So, let’s consider each of the derivation functions separately.

To derive the master key from the master seed, the HMAC function is used, where the constant string “Bitcoin seed” is used as a key, and the data of the master secret is used as a message. Thus, we get a hash value of 512 bits, which we consider as two parts: left and right. The left side is the master private key and the right side is the chain code. Further, these values ​​will be used to generate subsequent levels of child keys.

To derive the master public key, you need to multiply the value of the base point by the value of the master private key. As you can see, this happens in the same way as with usual keys in a group of points on an elliptic curve.

Now let’s see how to derive the private child key from the private parent key.

Let’s use the HMAC function again. We use the chain code of the current level of hierarchy as a key, and as a message, we use a concatenation, where the first part is the public parent key multiplied by the base point. In fact, it is bringing to a point and serializing that point. The concatenation occurs with the index of the child key, which we want to get, serialized to 32 bits, i.e. to 4 bytes.

Based on the result of the HMAC function, we get the I value, and we also consider its two parts separately: the left and right output values ​​of 256 bits each. Then we calculate the private child key ki by adding the private parent key value to the left output IL value. We perform the addition modulo n, where n is the order of the elliptic curve base point, in order not to exceed the maximum value of the private key. Thus, we have derived the private child key.

Accordingly, the child chain code will be equal to the right output value of the HMAC function, i.e. IR. If we want to get the public child key from the private parent key, we multiply the value of ki by the value of the elliptic curve base point. This will give us the public key Ki.

How do we get the public child key from the public parent key?

This calculation will be slightly different. We use the chain code of the current level of hierarchy as a key and send it to the HMAC function, after which we serialize the public parent key and concatenate it with the desired index, serialized to 32 bits. The input data is received in exactly the same way as in the previous case. To calculate the public key, we take the left side of the output value of the HMAC function and consider it as 256 bits, taken modulo the order of the base point, bring it to a point on an elliptic curve, i.e. multiply by the base point, and then add the result and the public parent key. The addition will also result in a point, and this will be the public child key. The right side of the output value of the HMAC function will be the chain code for this key.

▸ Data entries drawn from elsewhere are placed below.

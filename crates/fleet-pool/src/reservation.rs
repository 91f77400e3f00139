//! Short-lived reservation sessions
//!
//! A session computes how many additional devices a caller still needs
//! (supporting partial top-ups of an existing reservation), pulls them from
//! the pool, establishes connections, and quarantines devices that fail to
//! come up without losing the rest of the reservation.

use std::collections::HashMap;
use std::sync::Arc;

use tracing::debug;
use tracing::info;
use tracing::warn;

use crate::config::SessionOptions;
use crate::constraint::DeviceConstraint;
use crate::device::DeviceKey;
use crate::device::ProblemDevice;
use crate::device::SharedDevice;
use crate::device::TargetDevice;
use crate::error::PoolError;
use crate::error::Result;
use crate::pool::DevicePool;

/// One caller's claim over a set of pool devices.
///
/// The session holds back-references to pool-owned devices; every release
/// routes through the pool. Dropping the session releases whatever it still
/// holds.
pub struct ReservationSession {
    pool: Arc<DevicePool>,
    reserved: Vec<SharedDevice>,
    problems: Vec<ProblemDevice>,
}

impl ReservationSession {
    pub fn new(pool: Arc<DevicePool>) -> Self {
        Self {
            pool,
            reserved: Vec::new(),
            problems: Vec::new(),
        }
    }

    pub fn reserved_devices(&self) -> &[SharedDevice] {
        &self.reserved
    }

    pub fn problem_devices(&self) -> &[ProblemDevice] {
        &self.problems
    }

    /// The per-constraint shortfall of the current reservation: for each
    /// requested constraint, the requested count minus the devices already
    /// reserved under that exact constraint. Constraints fully satisfied
    /// are dropped; an empty result means nothing more is needed.
    pub fn partial_shortfall(
        &self,
        requested: &HashMap<DeviceConstraint, usize>,
    ) -> HashMap<DeviceConstraint, usize> {
        let mut shortfall = HashMap::new();
        for (constraint, &count) in requested {
            let held = self
                .reserved
                .iter()
                .filter(|device| {
                    self.pool
                        .get_constraint(device.as_ref())
                        .map(|bound| bound == *constraint)
                        .unwrap_or(false)
                })
                .count();
            if held < count {
                shortfall.insert(constraint.clone(), count - held);
            }
        }
        shortfall
    }

    /// Reserve devices to satisfy `required`.
    ///
    /// With `allow_partial`, an existing reservation is topped up with only
    /// the shortfall, and an under-supplied pool yields a partial success
    /// (the caller re-requests the remainder later). Without it, the call
    /// either reserves everything or leaves the session holding nothing.
    pub fn try_reserve_devices(
        &mut self,
        required: &HashMap<DeviceConstraint, usize>,
        expected_total: usize,
        allow_partial: bool,
        options: &SessionOptions,
    ) -> Result<()> {
        let mut required = required.clone();
        let mut expected_total = expected_total;
        if allow_partial && !self.reserved.is_empty() {
            required = self.partial_shortfall(&required);
            if required.is_empty() {
                debug!("Reservation already satisfied, nothing to top up");
                return Ok(());
            }
            expected_total = required.values().sum();
        } else {
            self.release_devices();
            self.problems.clear();
        }

        self.pool
            .check_available_devices(&required, &self.problems, true)?;

        let mut acquired: Vec<SharedDevice> = Vec::new();
        let mut ordered: Vec<(&DeviceConstraint, usize)> =
            required.iter().map(|(c, &n)| (c, n)).collect();
        ordered.sort_by_key(|(constraint, _)| constraint.to_string());
        for (constraint, count) in ordered {
            let mut needed = count;
            let problems = &self.problems;
            let pool = self.pool.clone();
            self.pool.enumerate_devices(constraint, |device| {
                if needed == 0 {
                    return false;
                }
                let key = DeviceKey::of(device.as_ref());
                let duplicate = acquired.iter().any(|d| DeviceKey::of(d.as_ref()) == key);
                let quarantined = problems.iter().any(|p| p.matches(device.as_ref()));
                if duplicate || quarantined || !device.is_available() {
                    // Not wanted; the device stays with the pool.
                    return true;
                }
                // Claim as we go: a device lost to a concurrent session is
                // simply skipped and the scan continues.
                if pool.claim_devices(std::slice::from_ref(device)).is_err() {
                    return true;
                }
                acquired.push(device.clone());
                needed -= 1;
                needed > 0
            })?;
        }

        for device in &acquired {
            self.establish_connection(device, options);
        }

        let mut connected = Vec::new();
        for device in acquired {
            if device.is_connected() {
                connected.push(device);
            } else {
                self.mark_problem_device(
                    device.as_ref(),
                    "device failed to connect during reservation",
                );
                self.pool.release_devices(std::slice::from_ref(&device));
            }
        }

        if connected.len() < expected_total {
            if allow_partial && !connected.is_empty() {
                info!(
                    "Partially reserved {} of {} requested devices",
                    connected.len(),
                    expected_total
                );
                self.reserved.extend(connected);
                return Ok(());
            }
            // All-or-nothing: hand back everything acquired this call so no
            // device is left claimed by a failed reservation.
            warn!(
                "Reservation failed: acquired {} of {} devices",
                connected.len(),
                expected_total
            );
            self.pool.release_devices(&connected);
            return Err(PoolError::NotEnoughDevices {
                acquired: connected.len(),
                expected: expected_total,
            });
        }

        info!("Reserved {} devices", connected.len());
        self.reserved.extend(connected);
        Ok(())
    }

    /// Power on, optionally reboot, and connect a device. Failures are
    /// logged; the caller checks `is_connected` afterwards.
    fn establish_connection(&self, device: &SharedDevice, options: &SessionOptions) {
        if !device.is_on() {
            if let Err(err) = device.power_on() {
                warn!("Failed to power on {}: {}", device.name(), err);
                return;
            }
        }
        if options.reboot_before_use {
            if let Err(err) = device.reboot() {
                warn!("Failed to reboot {}: {}", device.name(), err);
            } else if options.verify_login_after_reboot {
                if let Err(message) = self.pool.validate_device(device.as_ref()) {
                    warn!(
                        "Login verification failed for {} after reboot: {}",
                        device.name(),
                        message
                    );
                    return;
                }
            }
        }
        if !device.is_connected() {
            if let Err(err) = device.connect() {
                warn!("Failed to connect {}: {}", device.name(), err);
            }
        }
    }

    /// Release every reserved device back to the pool.
    pub fn release_devices(&mut self) {
        if self.reserved.is_empty() {
            return;
        }
        let devices = std::mem::take(&mut self.reserved);
        debug!("Releasing {} reserved devices", devices.len());
        self.pool.release_devices(&devices);
    }

    /// Release only the reserved devices currently marked as problems, then
    /// clear the problem list.
    pub fn release_problem_devices(&mut self) {
        let problems = std::mem::take(&mut self.problems);
        let (bad, kept): (Vec<_>, Vec<_>) = std::mem::take(&mut self.reserved)
            .into_iter()
            .partition(|device| problems.iter().any(|p| p.matches(device.as_ref())));
        if !bad.is_empty() {
            info!("Releasing {} problem devices", bad.len());
            self.pool.release_devices(&bad);
        }
        self.reserved = kept;
    }

    /// Quarantine a device for the rest of the session. Idempotent per
    /// (name, platform): a second call for the same device is a no-op and
    /// is not re-reported to the owning service.
    pub fn mark_problem_device(&mut self, device: &dyn TargetDevice, reason: &str) {
        let problem = ProblemDevice::of(device);
        let known = self.problems.iter().any(|p| {
            p.name.eq_ignore_ascii_case(&problem.name) && p.platform == problem.platform
        });
        if known {
            return;
        }
        warn!("Marking problem device {}: {}", problem, reason);
        self.pool.report_device_error(device, reason);
        self.problems.push(problem);
    }
}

Matching keys to each other

A logical question may arise about how the private key and the public key obtained in different ways will correspond to each other. Is it possible to get exactly the same value from a publicly generated public key by taking a private key obtained in another way and multiplying it by the base point? It’s easy to check.

Key matching

The operation of adding points on an elliptic curve is additive.

If we recall how we calculated the private child key and multiply it by the base point, i.e. bring to the point function, and then recall how we calculated the public child key and compare these calculations, we will realize that if we consider the public parent key as the multiplication of the private parent key by the base point, we perform the same calculations, just in a different order.

In one case, we added the private keys and multiplied by the base point, and in the second case, we first multiplied the values ​​by the base point, and then we added them up and got the result. Based on the fact that the operation of adding points on an elliptic curve is additive, we can say that these two values ​​are equal — we will get the same public key calculated in two ways.

Public key example

Out of curiosity, we can take a look at the example of a public key that was obtained for BIP32 test values ​​and calculations. If our Entropy consisted of 128 bits, then in hexadecimal it will look like the image below.

Key example

This same value, encoded into a BIP39 mnemonic phrase, would appear as the 12 words shown. If you use this mnemonic phrase as a master seed for hierarchical key generation, you will get the following master private key with the corresponding 256 bits chain code.

Extended keys

There are also concepts such as extended public key and extended private key. How are they used? To better understand this, let’s describe an illustrative situation.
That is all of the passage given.